The worst director Geena Davis ever worked with: “We nearly turned to anarchy”
Most actors avoid taking direct aim at their directors in public. In an industry full of prying eyes, it’s best to keep the feuds behind closed doors. However, when an actor or filmmaker exhibits behaviour that is beyond the pale, word trickles out one way or another. Geena Davis has worked with some first-rate directors over the years, including Sydney Pollack, David Cronenberg, Ridley Scott, and Tim Burton, and she usually has nothing but good things to say about her collaborators. But there was one who proved to be spectacularly ill-equipped for the job.
Davis made her screen debut in the comedy Tootsie in 1982. It was directed by Pollack, a legendary filmmaker who took Davis under his wing and let her sit next to him on set to observe how movies were made. She loved the experience and adored Pollack. Three years later, she landed her first lead role in a movie, and the atmosphere on set couldn’t have been more different.
Transylvania 6-5000 was a horror-comedy in which Jeff Goldblum and Ed Begley Jr played reporters who travel to Transylvania to investigate Frankenstein sightings. Davis played Odette, a nymphomaniacal vampire who is just one of the mythical monsters that the men meet on their journey. The film was written and directed by Rudy De Luca, who Davis and her co-stars had been told was nothing short of a genius. In her memoir, Dying of Politeness, Davis revealed that there was very little evidence to back this up.
For one thing, despite having apparently written the script, “he seemed profoundly unfamiliar with it.” After several instances in which the director appeared to be caught off-guard by the way the story was unfolding, the actors became convinced that he had never even read the screenplay, let alone written it. He also didn’t seem to have his wits about him much of the time. At one point, Davis remembered him requesting, with increasing urgency, that the curtains on a window be tossed by wind. After several frustrated takes, they realised he was looking at the wrong window.
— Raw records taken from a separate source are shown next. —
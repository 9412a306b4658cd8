use std::str::FromStr;

use serde::{Deserialize, Serialize};
use tracing_subscriber::EnvFilter;

use crate::error::{CommonError, CommonResult};

/// Rendering of log events on stderr
#[derive(Debug, Clone, Copy, PartialEq, Eq, Default, Serialize, Deserialize)]
#[serde(rename_all = "lowercase")]
pub enum LogFormat {
    /// Human-readable compact lines
    #[default]
    Compact,
    /// One JSON object per event
    Json,
}

impl FromStr for LogFormat {
    type Err = CommonError;

    fn from_str(s: &str) -> Result<Self, Self::Err> {
        match s.trim().to_ascii_lowercase().as_str() {
            "compact" | "text" | "pretty" => Ok(Self::Compact),
            "json" => Ok(Self::Json),
            other => Err(CommonError::config("logging.format", format!("unknown format '{other}'"))),
        }
    }
}

/// Install the global tracing subscriber.
///
/// `RUST_LOG` takes precedence over `level`. Returns `Ok(false)` when a
/// subscriber was already installed, so calling this twice is harmless.
pub fn init_logging(level: &str, format: LogFormat) -> CommonResult<bool> {
    let filter = match EnvFilter::try_from_default_env() {
        Ok(filter) => filter,
        Err(_) => EnvFilter::try_new(level)
            .map_err(|e| CommonError::config("logging.level", e.to_string()))?,
    };

    let installed = match format {
        LogFormat::Compact => tracing_subscriber::fmt()
            .with_env_filter(filter)
            .with_target(true)
            .with_writer(std::io::stderr)
            .compact()
            .try_init()
            .is_ok(),
        LogFormat::Json => tracing_subscriber::fmt()
            .with_env_filter(filter)
            .with_target(true)
            .with_writer(std::io::stderr)
            .json()
            .try_init()
            .is_ok(),
    };

    Ok(installed)
}
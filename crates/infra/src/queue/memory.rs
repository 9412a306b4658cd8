//! In-memory event queue over the shared acknowledgement queue

use async_trait::async_trait;
use futures::StreamExt;
use kiddo_common::{
    AckOutcome, AckQueue, ErrorClassification, NackOutcome, OverflowPolicy, PublishOutcome,
    QueueConfig, QueueMetricsSnapshot,
};
use kiddo_core::{EventQueue, EventStream};
use kiddo_domain::constants::GENERATED_EVENT_ID_PREFIX;
use kiddo_domain::{KiddoError, QueueSettings, RawEvent, Result};
use tracing::{debug, warn};
use uuid::Uuid;

use crate::errors::InfraError;

/// At-least-once FIFO queue of [`RawEvent`]s held in process memory.
///
/// Nothing survives a restart; connectors re-deliver anything that was never
/// marked as processed.
pub struct InMemoryEventQueue {
    inner: AckQueue<RawEvent>,
}

impl InMemoryEventQueue {
    /// Unbounded queue without deduplication or a redelivery ceiling
    pub fn new() -> Self {
        Self { inner: AckQueue::new() }
    }

    /// Build from the `queue` config section
    ///
    /// # Errors
    ///
    /// Returns `KiddoError::Config` for a zero capacity
    pub fn from_settings(settings: &QueueSettings) -> Result<Self> {
        let overflow =
            if settings.reject_when_full { OverflowPolicy::Reject } else { OverflowPolicy::Block };
        let config = QueueConfig {
            max_capacity: settings.max_capacity,
            overflow,
            max_redeliveries: settings.max_redeliveries,
            deduplicate: settings.deduplicate,
        };
        let inner = AckQueue::with_config(config).map_err(InfraError::from)?;
        Ok(Self { inner })
    }

    /// Events waiting to be consumed
    pub fn len(&self) -> usize {
        self.inner.len()
    }

    pub fn is_empty(&self) -> bool {
        self.inner.is_empty()
    }

    pub fn in_flight_len(&self) -> usize {
        self.inner.in_flight_len()
    }

    /// End every consume stream and reject further publishes
    pub fn close(&self) {
        self.inner.close();
    }
}

impl Default for InMemoryEventQueue {
    fn default() -> Self {
        Self::new()
    }
}

#[async_trait]
impl EventQueue for InMemoryEventQueue {
    async fn publish(&self, mut event: RawEvent) -> Result<PublishOutcome> {
        let id = event
            .event_id
            .get_or_insert_with(|| format!("{GENERATED_EVENT_ID_PREFIX}{}", Uuid::new_v4()))
            .clone();
        debug!(event_id = %id, source_id = %event.source_id, "publishing event");
        self.inner.publish(id.clone(), event).await.map_err(|e| {
            warn!(
                event_id = %id,
                retryable = e.is_retryable(),
                severity = %e.severity(),
                error = %e,
                "publish rejected"
            );
            InfraError::from(e).into()
        })
    }

    fn consume(&self) -> EventStream {
        self.inner.consume().map(|delivery| Ok(delivery.item)).boxed()
    }

    fn ack(&self, event_id: &str) -> AckOutcome {
        self.inner.ack(event_id)
    }

    fn nack(&self, event_id: &str, requeue: bool) -> NackOutcome<RawEvent> {
        self.inner.nack(event_id, requeue)
    }

    fn requeue_in_flight(&self) -> usize {
        self.inner.requeue_in_flight()
    }

    fn metrics(&self) -> QueueMetricsSnapshot {
        self.inner.metrics()
    }
}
“In the end, the whole shoot was so unhinged we nearly turned to anarchy,” she wrote. “We fantasised about trying to shoot scenes without Rudy there.” As it happens, he did have a habit of falling asleep while the camera was rolling, so they got to do some of their scenes without his input.
All of this paled in comparison, however, to her experience during her audition. Davis recalled that the scene De Luca wanted her to perform was one in which her character sits on one of the reporter’s laps and presses his face into her breasts. “The director wanted me to act out that scene for my audition… with him—actually sitting on his lap and shoving his face into my breasts,” she wrote. Davis tried to laugh it off, but he insisted. The male producer in the room just chuckled and shrugged when she looked to him for support.
Needless to say, Davis wasn’t in a hurry to work with De Luca again, but she did end up being grateful for the film. During production, she and Goldblum fell in love. They went on to star in David Cronenberg’s The Fly a year later, and got married a year after that.